Find the line with "an inbound event." in the records below. Copy it and every line after it, up to and including the line with "if let Some(photos)".

━━━━━ RECORDS SHOWN

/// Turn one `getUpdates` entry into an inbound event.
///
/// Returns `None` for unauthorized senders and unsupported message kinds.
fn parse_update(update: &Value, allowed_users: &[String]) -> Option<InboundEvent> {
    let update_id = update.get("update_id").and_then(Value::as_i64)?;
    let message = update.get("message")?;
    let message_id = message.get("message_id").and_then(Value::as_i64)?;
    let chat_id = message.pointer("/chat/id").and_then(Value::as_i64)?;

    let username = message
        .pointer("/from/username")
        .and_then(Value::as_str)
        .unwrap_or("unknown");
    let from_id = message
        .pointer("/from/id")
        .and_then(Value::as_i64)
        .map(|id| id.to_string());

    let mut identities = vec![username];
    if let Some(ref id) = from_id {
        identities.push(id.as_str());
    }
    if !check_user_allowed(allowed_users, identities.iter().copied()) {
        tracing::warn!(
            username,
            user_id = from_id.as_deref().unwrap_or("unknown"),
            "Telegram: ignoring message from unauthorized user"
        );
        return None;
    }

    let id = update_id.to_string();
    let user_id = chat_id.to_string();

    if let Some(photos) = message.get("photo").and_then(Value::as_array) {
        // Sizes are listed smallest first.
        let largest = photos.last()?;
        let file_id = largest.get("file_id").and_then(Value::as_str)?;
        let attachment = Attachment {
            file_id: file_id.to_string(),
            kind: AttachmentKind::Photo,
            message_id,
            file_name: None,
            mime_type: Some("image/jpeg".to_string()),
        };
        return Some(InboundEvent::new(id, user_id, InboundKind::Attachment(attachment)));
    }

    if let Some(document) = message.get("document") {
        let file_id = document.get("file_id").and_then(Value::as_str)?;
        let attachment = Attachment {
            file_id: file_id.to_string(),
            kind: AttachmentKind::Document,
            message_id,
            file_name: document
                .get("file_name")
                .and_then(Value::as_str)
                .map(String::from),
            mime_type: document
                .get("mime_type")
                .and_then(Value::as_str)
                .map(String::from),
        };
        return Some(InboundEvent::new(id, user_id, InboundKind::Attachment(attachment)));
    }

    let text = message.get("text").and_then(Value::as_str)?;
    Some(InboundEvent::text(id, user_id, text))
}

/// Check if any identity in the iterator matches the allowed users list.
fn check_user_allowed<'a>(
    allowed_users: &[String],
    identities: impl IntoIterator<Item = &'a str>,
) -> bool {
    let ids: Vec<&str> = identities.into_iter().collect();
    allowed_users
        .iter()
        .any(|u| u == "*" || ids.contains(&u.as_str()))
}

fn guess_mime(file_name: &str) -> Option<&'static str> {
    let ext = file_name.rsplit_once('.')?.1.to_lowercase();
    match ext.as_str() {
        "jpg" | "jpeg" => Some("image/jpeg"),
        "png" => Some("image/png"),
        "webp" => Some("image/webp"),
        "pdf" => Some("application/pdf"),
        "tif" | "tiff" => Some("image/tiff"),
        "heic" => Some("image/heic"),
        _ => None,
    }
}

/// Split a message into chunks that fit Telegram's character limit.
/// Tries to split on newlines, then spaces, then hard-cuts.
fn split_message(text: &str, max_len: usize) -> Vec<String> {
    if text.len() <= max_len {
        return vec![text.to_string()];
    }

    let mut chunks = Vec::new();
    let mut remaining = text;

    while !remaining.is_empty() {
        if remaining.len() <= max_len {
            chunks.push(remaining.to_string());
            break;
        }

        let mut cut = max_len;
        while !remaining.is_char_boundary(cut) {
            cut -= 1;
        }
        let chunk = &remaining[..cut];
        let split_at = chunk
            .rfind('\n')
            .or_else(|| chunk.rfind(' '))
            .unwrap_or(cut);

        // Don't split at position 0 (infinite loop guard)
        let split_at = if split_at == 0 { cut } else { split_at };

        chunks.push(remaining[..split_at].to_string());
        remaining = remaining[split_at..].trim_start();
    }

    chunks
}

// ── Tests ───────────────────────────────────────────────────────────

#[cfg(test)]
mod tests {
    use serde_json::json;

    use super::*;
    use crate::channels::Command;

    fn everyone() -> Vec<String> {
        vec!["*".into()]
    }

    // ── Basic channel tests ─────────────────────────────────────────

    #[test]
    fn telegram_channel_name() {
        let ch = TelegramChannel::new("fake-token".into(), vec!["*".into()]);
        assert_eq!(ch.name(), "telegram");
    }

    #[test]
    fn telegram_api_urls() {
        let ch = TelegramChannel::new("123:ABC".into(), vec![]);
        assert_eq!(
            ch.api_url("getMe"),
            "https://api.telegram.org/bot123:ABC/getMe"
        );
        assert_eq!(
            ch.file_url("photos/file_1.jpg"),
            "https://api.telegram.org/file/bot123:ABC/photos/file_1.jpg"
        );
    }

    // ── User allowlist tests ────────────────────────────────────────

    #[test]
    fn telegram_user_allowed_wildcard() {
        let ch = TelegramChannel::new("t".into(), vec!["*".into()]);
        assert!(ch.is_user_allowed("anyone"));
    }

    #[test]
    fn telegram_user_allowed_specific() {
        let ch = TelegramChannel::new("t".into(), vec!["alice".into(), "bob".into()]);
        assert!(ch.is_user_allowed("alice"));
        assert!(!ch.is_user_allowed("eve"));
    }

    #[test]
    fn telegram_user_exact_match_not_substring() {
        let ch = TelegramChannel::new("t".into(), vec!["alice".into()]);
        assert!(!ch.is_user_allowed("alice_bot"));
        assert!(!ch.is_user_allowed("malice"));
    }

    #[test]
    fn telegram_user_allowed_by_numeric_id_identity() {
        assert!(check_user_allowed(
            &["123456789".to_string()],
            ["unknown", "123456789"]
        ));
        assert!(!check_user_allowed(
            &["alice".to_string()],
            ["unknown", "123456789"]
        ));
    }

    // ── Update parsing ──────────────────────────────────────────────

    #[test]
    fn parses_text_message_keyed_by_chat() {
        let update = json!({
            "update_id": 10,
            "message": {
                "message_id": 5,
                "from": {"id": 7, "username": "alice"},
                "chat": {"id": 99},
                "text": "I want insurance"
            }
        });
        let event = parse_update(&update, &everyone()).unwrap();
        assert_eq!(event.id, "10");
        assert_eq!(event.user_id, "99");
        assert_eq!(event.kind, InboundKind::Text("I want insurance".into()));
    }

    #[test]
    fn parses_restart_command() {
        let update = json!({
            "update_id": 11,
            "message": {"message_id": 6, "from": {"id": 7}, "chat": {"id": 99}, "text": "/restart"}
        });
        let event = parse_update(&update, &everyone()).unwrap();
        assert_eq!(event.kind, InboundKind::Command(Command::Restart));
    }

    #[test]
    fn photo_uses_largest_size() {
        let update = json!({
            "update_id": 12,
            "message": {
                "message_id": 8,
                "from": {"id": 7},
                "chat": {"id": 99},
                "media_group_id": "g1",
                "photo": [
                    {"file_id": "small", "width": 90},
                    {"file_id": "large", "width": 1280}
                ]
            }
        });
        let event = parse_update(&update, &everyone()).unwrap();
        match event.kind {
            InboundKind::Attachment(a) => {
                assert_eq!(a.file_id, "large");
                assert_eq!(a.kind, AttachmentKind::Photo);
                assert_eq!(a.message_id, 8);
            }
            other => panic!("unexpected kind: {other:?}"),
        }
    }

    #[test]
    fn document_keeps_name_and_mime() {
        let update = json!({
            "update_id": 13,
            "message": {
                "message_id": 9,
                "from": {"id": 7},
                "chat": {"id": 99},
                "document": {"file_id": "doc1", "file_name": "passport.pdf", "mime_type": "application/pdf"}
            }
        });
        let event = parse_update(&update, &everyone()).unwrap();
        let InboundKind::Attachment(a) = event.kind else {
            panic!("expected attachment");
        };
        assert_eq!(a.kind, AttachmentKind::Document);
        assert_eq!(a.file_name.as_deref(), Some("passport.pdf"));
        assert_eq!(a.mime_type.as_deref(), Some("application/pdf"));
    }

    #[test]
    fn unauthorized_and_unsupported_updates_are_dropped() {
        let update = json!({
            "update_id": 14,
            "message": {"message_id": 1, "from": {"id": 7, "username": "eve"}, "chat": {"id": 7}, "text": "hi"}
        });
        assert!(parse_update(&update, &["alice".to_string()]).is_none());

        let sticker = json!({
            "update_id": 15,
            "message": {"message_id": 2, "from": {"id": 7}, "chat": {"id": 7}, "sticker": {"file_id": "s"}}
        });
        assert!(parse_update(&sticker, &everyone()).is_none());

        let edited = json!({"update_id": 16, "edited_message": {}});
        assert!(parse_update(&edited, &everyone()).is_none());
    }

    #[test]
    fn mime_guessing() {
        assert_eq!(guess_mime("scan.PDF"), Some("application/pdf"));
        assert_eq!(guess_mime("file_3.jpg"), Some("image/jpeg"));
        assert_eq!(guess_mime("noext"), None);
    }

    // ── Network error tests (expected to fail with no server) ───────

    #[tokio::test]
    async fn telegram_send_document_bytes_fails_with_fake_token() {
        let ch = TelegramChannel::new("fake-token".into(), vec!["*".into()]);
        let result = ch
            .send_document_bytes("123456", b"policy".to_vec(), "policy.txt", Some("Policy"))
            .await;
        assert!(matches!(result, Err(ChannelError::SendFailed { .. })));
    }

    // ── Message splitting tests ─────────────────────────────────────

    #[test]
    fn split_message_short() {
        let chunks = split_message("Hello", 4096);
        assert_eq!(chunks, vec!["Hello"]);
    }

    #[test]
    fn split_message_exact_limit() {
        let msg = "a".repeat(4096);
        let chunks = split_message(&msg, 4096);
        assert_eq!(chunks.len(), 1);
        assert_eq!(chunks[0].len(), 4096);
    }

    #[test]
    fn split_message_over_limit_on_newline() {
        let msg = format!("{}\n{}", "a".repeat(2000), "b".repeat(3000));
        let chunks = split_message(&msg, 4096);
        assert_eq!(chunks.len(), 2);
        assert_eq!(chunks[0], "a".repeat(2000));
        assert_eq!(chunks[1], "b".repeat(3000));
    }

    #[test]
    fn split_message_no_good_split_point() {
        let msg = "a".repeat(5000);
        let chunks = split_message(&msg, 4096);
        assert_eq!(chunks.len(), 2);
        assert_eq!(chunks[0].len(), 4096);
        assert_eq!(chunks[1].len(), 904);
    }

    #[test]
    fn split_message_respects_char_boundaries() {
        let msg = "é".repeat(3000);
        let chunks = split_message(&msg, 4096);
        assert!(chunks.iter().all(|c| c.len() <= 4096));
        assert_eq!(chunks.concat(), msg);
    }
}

━━━━━━━━━━
━━━━━ RECORDS SHOWN

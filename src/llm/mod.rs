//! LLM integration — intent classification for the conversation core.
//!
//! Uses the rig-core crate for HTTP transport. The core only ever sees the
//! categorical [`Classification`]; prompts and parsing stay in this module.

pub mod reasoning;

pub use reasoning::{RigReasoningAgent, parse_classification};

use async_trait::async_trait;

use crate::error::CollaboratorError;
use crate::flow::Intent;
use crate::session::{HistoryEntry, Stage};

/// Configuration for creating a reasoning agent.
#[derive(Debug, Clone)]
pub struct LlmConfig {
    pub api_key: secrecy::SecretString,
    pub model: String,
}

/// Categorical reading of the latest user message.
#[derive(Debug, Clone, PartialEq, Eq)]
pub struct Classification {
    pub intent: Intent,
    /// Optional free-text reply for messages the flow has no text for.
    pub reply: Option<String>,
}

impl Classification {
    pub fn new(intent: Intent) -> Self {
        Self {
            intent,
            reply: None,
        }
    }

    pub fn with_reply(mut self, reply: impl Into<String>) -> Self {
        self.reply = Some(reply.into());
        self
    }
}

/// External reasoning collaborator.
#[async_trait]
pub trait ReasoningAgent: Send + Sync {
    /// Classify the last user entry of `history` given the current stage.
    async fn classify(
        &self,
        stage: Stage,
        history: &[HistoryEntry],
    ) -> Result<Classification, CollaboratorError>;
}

━━━━━━━━━━
━━━━━ RECORDS SHOWN

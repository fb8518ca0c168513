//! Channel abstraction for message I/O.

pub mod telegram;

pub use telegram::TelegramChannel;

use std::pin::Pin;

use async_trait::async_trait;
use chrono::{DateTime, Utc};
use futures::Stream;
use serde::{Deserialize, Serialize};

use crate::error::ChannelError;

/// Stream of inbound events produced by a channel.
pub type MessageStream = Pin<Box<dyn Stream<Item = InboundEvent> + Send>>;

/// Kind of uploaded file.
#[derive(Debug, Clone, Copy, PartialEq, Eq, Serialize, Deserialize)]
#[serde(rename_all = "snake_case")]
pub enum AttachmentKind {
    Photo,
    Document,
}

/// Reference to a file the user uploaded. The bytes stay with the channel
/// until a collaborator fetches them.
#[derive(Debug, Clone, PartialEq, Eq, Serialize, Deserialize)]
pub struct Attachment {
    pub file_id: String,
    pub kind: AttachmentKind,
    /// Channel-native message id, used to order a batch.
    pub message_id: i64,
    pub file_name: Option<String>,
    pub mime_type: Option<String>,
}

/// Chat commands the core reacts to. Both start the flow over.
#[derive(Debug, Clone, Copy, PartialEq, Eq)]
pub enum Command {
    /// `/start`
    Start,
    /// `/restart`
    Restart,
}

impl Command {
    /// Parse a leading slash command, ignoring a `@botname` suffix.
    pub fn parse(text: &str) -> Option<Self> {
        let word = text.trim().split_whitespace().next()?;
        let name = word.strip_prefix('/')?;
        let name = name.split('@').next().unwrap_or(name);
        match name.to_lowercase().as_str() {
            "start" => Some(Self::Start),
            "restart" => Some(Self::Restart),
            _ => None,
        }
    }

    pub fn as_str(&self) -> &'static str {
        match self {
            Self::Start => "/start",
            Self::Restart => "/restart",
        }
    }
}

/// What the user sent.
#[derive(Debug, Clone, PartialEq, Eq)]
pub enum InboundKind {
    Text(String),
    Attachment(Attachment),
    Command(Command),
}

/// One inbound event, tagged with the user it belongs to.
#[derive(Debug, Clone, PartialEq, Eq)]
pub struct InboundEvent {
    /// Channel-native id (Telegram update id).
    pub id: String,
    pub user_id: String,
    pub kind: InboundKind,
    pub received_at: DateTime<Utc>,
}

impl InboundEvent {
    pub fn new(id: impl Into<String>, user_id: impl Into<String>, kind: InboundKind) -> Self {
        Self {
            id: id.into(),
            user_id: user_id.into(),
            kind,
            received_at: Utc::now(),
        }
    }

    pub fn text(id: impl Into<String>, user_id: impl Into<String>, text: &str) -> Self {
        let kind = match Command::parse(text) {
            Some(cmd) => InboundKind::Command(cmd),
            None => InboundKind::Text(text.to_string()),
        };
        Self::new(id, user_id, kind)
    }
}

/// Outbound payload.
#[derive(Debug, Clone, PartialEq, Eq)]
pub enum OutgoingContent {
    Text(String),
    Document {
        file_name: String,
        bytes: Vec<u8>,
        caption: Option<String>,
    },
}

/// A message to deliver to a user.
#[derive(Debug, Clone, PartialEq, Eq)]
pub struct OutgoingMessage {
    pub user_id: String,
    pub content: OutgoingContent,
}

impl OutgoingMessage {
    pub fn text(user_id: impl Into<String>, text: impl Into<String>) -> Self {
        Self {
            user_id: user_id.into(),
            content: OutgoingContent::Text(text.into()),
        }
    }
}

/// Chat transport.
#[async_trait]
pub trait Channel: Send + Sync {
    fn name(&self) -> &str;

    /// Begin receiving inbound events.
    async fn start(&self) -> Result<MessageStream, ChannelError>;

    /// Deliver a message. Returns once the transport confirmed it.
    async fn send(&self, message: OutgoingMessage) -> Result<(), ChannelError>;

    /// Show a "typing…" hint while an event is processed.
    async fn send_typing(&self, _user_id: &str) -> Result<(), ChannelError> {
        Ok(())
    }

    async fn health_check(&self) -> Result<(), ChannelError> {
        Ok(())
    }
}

━━━━━━━━━━

▶ **ANSWER SECTION**:
/// Turn one `getUpdates` entry into an inbound event.
///
/// Returns `None` for unauthorized senders and unsupported message kinds.
fn parse_update(update: &Value, allowed_users: &[String]) -> Option<InboundEvent> {
    let update_id = update.get("update_id").and_then(Value::as_i64)?;
    let message = update.get("message")?;
    let message_id = message.get("message_id").and_then(Value::as_i64)?;
    let chat_id = message.pointer("/chat/id").and_then(Value::as_i64)?;

    let username = message
        .pointer("/from/username")
        .and_then(Value::as_str)
        .unwrap_or("unknown");
    let from_id = message
        .pointer("/from/id")
        .and_then(Value::as_i64)
        .map(|id| id.to_string());

    let mut identities = vec![username];
    if let Some(ref id) = from_id {
        identities.push(id.as_str());
    }
    if !check_user_allowed(allowed_users, identities.iter().copied()) {
        tracing::warn!(
            username,
            user_id = from_id.as_deref().unwrap_or("unknown"),
            "Telegram: ignoring message from unauthorized user"
        );
        return None;
    }

    let id = update_id.to_string();
    let user_id = chat_id.to_string();

    if let Some(photos) = message.get("photo").and_then(Value::as_array) {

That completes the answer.